Which leads to the sixth pathway -- working with governments and advocating the need for more effective CO2 regulation. Most of the other five are very expensive, require long time-frames, widespread collaboration, and intense technological effort. For all these reasons, governments have to play a role in facilitating these Blueprints pathways. Lawmakers have to provide clear and consistent rules. They must encourage investments in new technologies and energy conservation. They need to set a level playing field. And most of all we need them to set aggressive but predictable standards for CO2 emissions.


I hope by now you understand why so many of us have a passion for this business… a deep commitment to meeting the challenge. It’s a hugely complex task requiring technical innovations, political cooperation, and the engagement of consumers worldwide.
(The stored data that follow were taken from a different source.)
//! Security Object Document, ICAO 9303-10 §4.6.2.

use {
    crate::error::PkdError,
    super::{
        application_tagged::decode_optionally_tagged, content_info::ContentInfo,
        emrtd::LdsSecurityObject, ContentType,
    },
    cms::signed_data::{EncapsulatedContentInfo, SignedData, SignerInfo},
    der::{asn1::OctetString, Decode},
};

/// The on-chip elementary file tag for EF.SOD (ICAO 9303-10 §4.7.14).
const EF_SOD_APPLICATION_TAG: u8 = 23;

/// A parsed, but not yet verified, Security Object Document.
pub type Sod = ContentInfo<SignedData>;

impl Sod {
    /// Decode a SOD from its ingest file format: a bare `ContentInfo`, or
    /// one prefixed by the `[APPLICATION 23]` EF.SOD envelope (§6).
    pub fn decode(der: &[u8]) -> Result<Self, PkdError> {
        Ok(decode_optionally_tagged::<EF_SOD_APPLICATION_TAG, Self>(
            der,
        )?)
    }

    pub fn signed_data(&self) -> &SignedData {
        &self.0
    }

    pub fn encapsulated_content(&self) -> &EncapsulatedContentInfo {
        &self.0.encap_content_info
    }

    /// All `SignerInfo`s present; §4.7 requires exactly one.
    pub fn signer_infos(&self) -> &[SignerInfo] {
        self.signed_data().signer_infos.0.as_slice()
    }

    pub fn lds_security_object(&self) -> Result<LdsSecurityObject, PkdError> {
        let econ = self.encapsulated_content();
        if econ.econtent_type != LdsSecurityObject::CONTENT_TYPE {
            return Err(PkdError::CmsMalformed(format!(
                "unexpected eContentType {}",
                econ.econtent_type
            )));
        }
        let octet_string = econ
            .econtent
            .as_ref()
            .ok_or_else(|| PkdError::CmsMalformed("missing eContent".into()))?
            .decode_as::<OctetString>()?;
        Ok(LdsSecurityObject::from_der(octet_string.as_bytes())?)
    }
}
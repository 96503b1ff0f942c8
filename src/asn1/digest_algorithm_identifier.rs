//! `DigestAlgorithmIdentifier`, decoded into a rich enum instead of the bare
//! `AlgorithmIdentifier` so callers can dispatch on the hash function
//! directly and the chosen algorithm can drive [`crate::config::Sha1Posture`].

use {
    super::AnyAlgorithmIdentifier,
    der::{
        asn1::{Null, ObjectIdentifier as Oid},
        Any, Decode, DecodeValue, Encode, EncodeValue, Length, Reader, Result, Sequence, ValueOrd,
        Writer,
    },
    sha1::Sha1,
    sha2::{Digest, Sha256, Sha384, Sha512},
    std::cmp::Ordering,
};

pub const ID_SHA1: Oid = Oid::new_unwrap("1.3.14.3.2.26");
pub const ID_SHA256: Oid = Oid::new_unwrap("2.16.840.1.101.3.4.2.1");
pub const ID_SHA384: Oid = Oid::new_unwrap("2.16.840.1.101.3.4.2.2");
pub const ID_SHA512: Oid = Oid::new_unwrap("2.16.840.1.101.3.4.2.3");

/// `AlgorithmIdentifier.parameters` for a digest algorithm.
///
/// RFC 3370 erratum: early implementations encode an explicit `NULL`, later
/// ones omit parameters entirely. Both are valid DER for the same algorithm,
/// so we remember which form the input used in order to round-trip exactly.
#[derive(Clone, Copy, Debug, Eq, PartialEq, PartialOrd, Ord)]
pub enum Parameters {
    Absent,
    Null,
}

#[derive(Clone, Debug, Eq, PartialEq, PartialOrd, Ord)]
pub enum DigestAlgorithmIdentifier {
    Sha1(Parameters),
    Sha256(Parameters),
    Sha384(Parameters),
    Sha512(Parameters),
    Unknown(AnyAlgorithmIdentifier),
}

impl DigestAlgorithmIdentifier {
    pub const fn oid(&self) -> Oid {
        match self {
            Self::Sha1(_) => ID_SHA1,
            Self::Sha256(_) => ID_SHA256,
            Self::Sha384(_) => ID_SHA384,
            Self::Sha512(_) => ID_SHA512,
            Self::Unknown(any) => any.algorithm,
        }
    }

    /// Hash `data` with the algorithm this identifier names.
    ///
    /// Panics on [`Self::Unknown`] — callers must reject unsupported
    /// algorithms before reaching here (`PkdError::UnsupportedAlgorithm`).
    pub fn hash_bytes(&self, data: &[u8]) -> Vec<u8> {
        match self {
            Self::Sha1(_) => Sha1::digest(data).to_vec(),
            Self::Sha256(_) => Sha256::digest(data).to_vec(),
            Self::Sha384(_) => Sha384::digest(data).to_vec(),
            Self::Sha512(_) => Sha512::digest(data).to_vec(),
            Self::Unknown(any) => unreachable!("unsupported digest algorithm {}", any.algorithm),
        }
    }

    pub const fn is_sha1(&self) -> bool {
        matches!(self, Self::Sha1(_))
    }
}

fn decode_params(oid: Oid, reader: &mut impl Reader<'_>) -> Result<Parameters> {
    match Option::<Any>::decode(reader)? {
        None => Ok(Parameters::Absent),
        Some(any) => {
            Null::try_from(any)?;
            let _ = oid;
            Ok(Parameters::Null)
        }
    }
}

fn encode_params(writer: &mut impl Writer, params: Parameters) -> Result<()> {
    match params {
        Parameters::Absent => Ok(()),
        Parameters::Null => Null.encode(writer),
    }
}

fn params_len(params: Parameters) -> Result<Length> {
    match params {
        Parameters::Absent => Ok(Length::ZERO),
        Parameters::Null => Null.encoded_len(),
    }
}

impl Sequence<'_> for DigestAlgorithmIdentifier {}

impl ValueOrd for DigestAlgorithmIdentifier {
    fn value_cmp(&self, other: &Self) -> Result<Ordering> {
        let lhs = self.to_der()?;
        let rhs = other.to_der()?;
        Ok(lhs.as_slice().cmp(rhs.as_slice()))
    }
}

impl EncodeValue for DigestAlgorithmIdentifier {
    fn value_len(&self) -> Result<Length> {
        match self {
            Self::Sha1(p) => ID_SHA1.encoded_len()? + params_len(*p)?,
            Self::Sha256(p) => ID_SHA256.encoded_len()? + params_len(*p)?,
            Self::Sha384(p) => ID_SHA384.encoded_len()? + params_len(*p)?,
            Self::Sha512(p) => ID_SHA512.encoded_len()? + params_len(*p)?,
            Self::Unknown(any) => any.value_len(),
        }
    }

    fn encode_value(&self, writer: &mut impl Writer) -> Result<()> {
        match self {
            Self::Sha1(p) => {
                ID_SHA1.encode(writer)?;
                encode_params(writer, *p)
            }
            Self::Sha256(p) => {
                ID_SHA256.encode(writer)?;
                encode_params(writer, *p)
            }
            Self::Sha384(p) => {
                ID_SHA384.encode(writer)?;
                encode_params(writer, *p)
            }
            Self::Sha512(p) => {
                ID_SHA512.encode(writer)?;
                encode_params(writer, *p)
            }
            Self::Unknown(any) => any.encode(writer),
        }
    }
}

impl<'a> DecodeValue<'a> for DigestAlgorithmIdentifier {
    fn decode_value<R: Reader<'a>>(reader: &mut R, _header: der::Header) -> Result<Self> {
        let oid = Oid::decode(reader)?;
        Ok(match oid {
            ID_SHA1 => Self::Sha1(decode_params(oid, reader)?),
            ID_SHA256 => Self::Sha256(decode_params(oid, reader)?),
            ID_SHA384 => Self::Sha384(decode_params(oid, reader)?),
            ID_SHA512 => Self::Sha512(decode_params(oid, reader)?),
            _ => Self::Unknown(AnyAlgorithmIdentifier {
                algorithm:  oid,
                parameters: Option::<Any>::decode(reader)?,
            }),
        })
    }
}

impl TryFrom<&AnyAlgorithmIdentifier> for DigestAlgorithmIdentifier {
    type Error = der::Error;

    fn try_from(any: &AnyAlgorithmIdentifier) -> Result<Self> {
        Self::from_der(&any.to_der()?)
    }
}

#[cfg(test)]
mod tests {
    use super::*;

    #[test]
    fn sha256_hashes_known_vector() {
        let digest = DigestAlgorithmIdentifier::Sha256(Parameters::Absent);
        let hash = digest.hash_bytes(b"abc");
        assert_eq!(
            hex::encode(hash),
            "ba7816bf8f01cfea414140de5dae2223b00361a396177a9cb410ff61f20015ad"
        );
    }
}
And it’s a task that matters – deeply – to society’s future. Ten years ago when I would speak at universities a handful of students might wander in, and some faculty might show up – mainly to be polite. Oil and gas was seen as anything but a sexy industry… unattractive to a generation caught up in the glamour of high tech and consumer electronics. But these days I see rooms filled with students and academics keen to be at the crossroad of issues like alternative energy, economic growth, climate change, poverty alleviation, technical innovation, policy making and cause marketing. And that strengthens my confidence in our  future. Human ingenuity combined with business acumen and political will has helped us clean up rivers… scrub the smog out of cities like Los Angeles… and turn acid rain into an historic curiosity. Human ingenuity can also solve the energy challenge… and head off the climate crisis.


And in so many ways these solutions begin and end in engineering schools like this one. Because everyone needs to be involved in building a sustainable future:  Scientists must make discoveries… politicians must make policies… consumers must make choices. But we all know that at the end of the day, it’s the engineers who make things work!